Miles Okazaki’s ‘Trickster’: Part of a knotty school of jazz composition informed by the work of saxophonist (and 2014 MacArthur grant winner) Steve Coleman, this guitarist’s latest album carries a similarly tangled, off-kilter approach to melody but remains locked to a steady groove. Backed by a rhythm section capable of carving out unconventional paths and patterns with a steadily propulsive drive, Okazaki teams with the similarly inventive pianist Craig Taborn to navigate some unsteady waters, but with each twist, the album’s odd-angled ventures offer a new reflection of the music’s roots in jazz, funk and blues. Tricky stuff.
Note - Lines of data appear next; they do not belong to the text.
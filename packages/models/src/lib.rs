#![cfg_attr(feature = "fail-on-warnings", deny(warnings))]
#![warn(clippy::all, clippy::pedantic, clippy::nursery, clippy::cargo)]
#![allow(clippy::multiple_crate_versions)]

//! Shooting incident record types shared across the shotmap system.
//!
//! This crate defines the raw CSV row shape produced by the upstream
//! open-data export, the enriched in-memory record the analytics engine
//! reads, and the year/district filter selections with their "ALL"
//! sentinel semantics.

use chrono::{NaiveDate, NaiveTime};
use serde::{Deserialize, Serialize};
use strum_macros::{AsRefStr, Display, EnumString};

/// District code imputed for records with a missing district under
/// [`DistrictPolicy::Impute`]. No real police district uses code 0.
pub const SENTINEL_DISTRICT: u16 = 0;

/// English month name for a 1-based month number.
///
/// # Panics
///
/// Panics if `month` is outside 1-12. Callers derive the value from a
/// parsed calendar date, which cannot produce an out-of-range month.
#[must_use]
pub const fn month_name(month: u8) -> &'static str {
    match month {
        1 => "January",
        2 => "February",
        3 => "March",
        4 => "April",
        5 => "May",
        6 => "June",
        7 => "July",
        8 => "August",
        9 => "September",
        10 => "October",
        11 => "November",
        12 => "December",
        _ => panic!("month out of range"),
    }
}

/// English day name for a weekday number (Monday = 0).
///
/// # Panics
///
/// Panics if `weekday` is outside 0-6.
#[must_use]
pub const fn day_name(weekday: u8) -> &'static str {
    match weekday {
        0 => "Monday",
        1 => "Tuesday",
        2 => "Wednesday",
        3 => "Thursday",
        4 => "Friday",
        5 => "Saturday",
        6 => "Sunday",
        _ => panic!("weekday out of range"),
    }
}

/// Whether the victim of a shooting survived.
#[derive(
    Debug,
    Clone,
    Copy,
    PartialEq,
    Eq,
    PartialOrd,
    Ord,
    Hash,
    Serialize,
    Deserialize,
    Display,
    EnumString,
    AsRefStr,
)]
pub enum VictimOutcome {
    /// The victim died (`fatal == 1` in the source data).
    Fatal,
    /// The victim survived.
    #[serde(rename = "Non-fatal")]
    #[strum(serialize = "Non-fatal")]
    NonFatal,
}

impl VictimOutcome {
    /// Maps the source data's 0/1 fatality flag to an outcome.
    ///
    /// Anything other than an exact 1 (including a missing flag) is
    /// non-fatal, matching the upstream export's semantics.
    #[must_use]
    pub fn from_fatal_flag(fatal: Option<f64>) -> Self {
        if fatal == Some(1.0) {
            Self::Fatal
        } else {
            Self::NonFatal
        }
    }

    /// Returns all variants of this enum.
    #[must_use]
    pub const fn all() -> &'static [Self] {
        &[Self::Fatal, Self::NonFatal]
    }
}

/// How the pipeline treats records whose district field is missing.
///
/// A null district cannot be mapped to a choropleth boundary, so one
/// deployment drops such records while another retains them under the
/// sentinel code. The choice is part of the deployment configuration,
/// not an implementation detail.
#[derive(
    Debug,
    Default,
    Clone,
    Copy,
    PartialEq,
    Eq,
    Serialize,
    Deserialize,
    Display,
    EnumString,
    AsRefStr,
)]
#[serde(rename_all = "SCREAMING_SNAKE_CASE")]
#[strum(serialize_all = "SCREAMING_SNAKE_CASE", ascii_case_insensitive)]
pub enum DistrictPolicy {
    /// Drop records with a missing district.
    #[default]
    Drop,
    /// Retain records with a missing district under [`SENTINEL_DISTRICT`].
    Impute,
}

/// One row of the upstream shooting-incident CSV export.
///
/// Only the columns the analytics core reads are modeled; the export's
/// remaining descriptive columns are ignored during decode. Numeric
/// columns are float-typed because the upstream database stores them as
/// nullable floats (a district arrives as `"22.0"`, not `"22"`).
#[derive(Debug, Clone, PartialEq, Serialize, Deserialize)]
pub struct RawIncident {
    /// Unique incident identifier (primary key upstream).
    pub objectid: i64,
    /// Incident calendar date as exported (`YYYY-MM-DD`, sometimes with
    /// a trailing time component).
    #[serde(rename = "date_")]
    pub date: String,
    /// Incident time of day, `HH:MM:SS`.
    pub time: String,
    /// Police district code. `None` when the record was not attributed
    /// to a district.
    pub dist: Option<f64>,
    /// Victim age in years.
    pub age: Option<f64>,
    /// Latitude (WGS84).
    pub lat: Option<f64>,
    /// Longitude (WGS84).
    pub lng: Option<f64>,
    /// Fatality flag, 0 or 1.
    pub fatal: Option<f64>,
}

impl RawIncident {
    /// Column names that must be present in the CSV header for decode
    /// to be meaningful. Checked before deserialization so a missing
    /// column surfaces as a schema error, not a per-row decode failure.
    pub const REQUIRED_COLUMNS: &'static [&'static str] = &[
        "objectid", "date_", "time", "dist", "age", "lat", "lng", "fatal",
    ];
}

/// A shooting incident after feature enrichment.
///
/// Every derived field is a pure function of the raw record. Instances
/// are built once at startup (or batch refresh) and never mutated;
/// filtering and aggregation only ever read them.
#[derive(Debug, Clone, PartialEq, Serialize)]
pub struct EnrichedIncident {
    /// Unique incident identifier.
    pub objectid: i64,
    /// Incident date, timezone-naive.
    pub date: NaiveDate,
    /// Incident time of day.
    pub time: NaiveTime,
    /// Police district code. [`SENTINEL_DISTRICT`] when imputed.
    pub dist: u16,
    /// Victim age in years.
    pub age: Option<f64>,
    /// Latitude (WGS84).
    pub lat: Option<f64>,
    /// Longitude (WGS84).
    pub lng: Option<f64>,
    /// Calendar year of the incident.
    pub year: i32,
    /// Day of week, Monday = 0 through Sunday = 6.
    pub weekday: u8,
    /// ISO week number (1-53).
    pub week_no: u8,
    /// Month number, 1-12.
    pub month: u8,
    /// English month name ("January" .. "December").
    pub month_name: &'static str,
    /// English day name ("Monday" .. "Sunday").
    pub day_name: &'static str,
    /// Day of month, 1-31.
    pub day: u8,
    /// Hour of day, 0-23.
    pub hour: u8,
    /// Victim outcome derived from the fatality flag.
    pub victim_outcome: VictimOutcome,
    /// 1 when the shooting was non-fatal, else 0.
    pub non_fatal: u8,
    /// Constant 1 counting unit, so that a sum over any grouping equals
    /// the record count in that group.
    pub shooting_incidents: u32,
}

/// Year filter selection. `All` is a sentinel meaning "do not restrict
/// on year" and is never compared as a literal year value.
#[derive(Debug, Default, Clone, Copy, PartialEq, Eq, Hash, Serialize, Deserialize)]
pub enum YearSelection {
    /// No year restriction.
    #[default]
    All,
    /// Restrict to one calendar year.
    Year(i32),
}

impl YearSelection {
    /// Parses a dropdown value. The UI only ever supplies "ALL" (or the
    /// legacy "All Years" label) and years present in the data, so
    /// anything unrecognized clamps to `All` rather than erroring.
    #[must_use]
    pub fn parse(s: &str) -> Self {
        let trimmed = s.trim();
        if trimmed.eq_ignore_ascii_case("all") || trimmed.eq_ignore_ascii_case("all years") {
            return Self::All;
        }
        trimmed.parse::<i32>().map_or(Self::All, Self::Year)
    }
}

impl std::fmt::Display for YearSelection {
    fn fmt(&self, f: &mut std::fmt::Formatter<'_>) -> std::fmt::Result {
        match self {
            Self::All => write!(f, "ALL"),
            Self::Year(year) => write!(f, "{year}"),
        }
    }
}

/// Police district filter selection. `All` is a sentinel meaning "do
/// not restrict on district".
#[derive(Debug, Default, Clone, Copy, PartialEq, Eq, Hash, Serialize, Deserialize)]
pub enum DistrictSelection {
    /// No district restriction.
    #[default]
    All,
    /// Restrict to one district code.
    District(u16),
}

impl DistrictSelection {
    /// Parses a dropdown value, clamping anything unrecognized to `All`.
    ///
    /// Accepts both integer codes and the float form the upstream export
    /// uses (`"22"` and `"22.0"` both select district 22).
    #[must_use]
    pub fn parse(s: &str) -> Self {
        let trimmed = s.trim();
        if trimmed.eq_ignore_ascii_case("all") || trimmed.eq_ignore_ascii_case("all districts") {
            return Self::All;
        }
        if let Ok(code) = trimmed.parse::<u16>() {
            return Self::District(code);
        }
        match trimmed.parse::<f64>() {
            Ok(f) if f >= 0.0 && f.fract() == 0.0 && f <= f64::from(u16::MAX) => {
                #[allow(clippy::cast_possible_truncation, clippy::cast_sign_loss)]
                Self::District(f as u16)
            }
            _ => Self::All,
        }
    }
}

impl std::fmt::Display for DistrictSelection {
    fn fmt(&self, f: &mut std::fmt::Formatter<'_>) -> std::fmt::Result {
        match self {
            Self::All => write!(f, "ALL"),
            Self::District(code) => write!(f, "{code}"),
        }
    }
}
‘Paterson’ (2016): Given Jim Jarmusch’s track record, this film’s quiet celebration of the artistic life through the windshield of working class New Jersey, combined with the oddball charisma of Adam Driver as a bus driver-poet named Paterson, should have been an instant classic. Yet for all the patiently drawn details and occasionally transfixing moments in Driver’s verses (written by poet Ron Padgett), the movie sags under some underwritten details — particularly Paterson’s wife, who barely exists apart from her unwavering support and eccentricities — and a reliance on elevating the mundane that, after awhile, starts feeling pretty mundane.
The Shins’ ‘Heartworms’: One of the last acts standing from the scattered remains of early-’00s indie rock, James Mercer’s delivery system for expertly crafted pop songs kept changing lives well after his song “New Slang” was the most memorable part of Zach Braff’s overwrought “Garden State.” But for all of Mercer’s undeniable songwriting chops, this latest effort feels somehow overcooked. Acting as producer as well as creating most of the music, Mercer frames his familiar high-register vocals in layers of synthesizers and glossy electronics until his music’s greatest strength — the infectious, hyper-catchy melodies — struggles to shine through.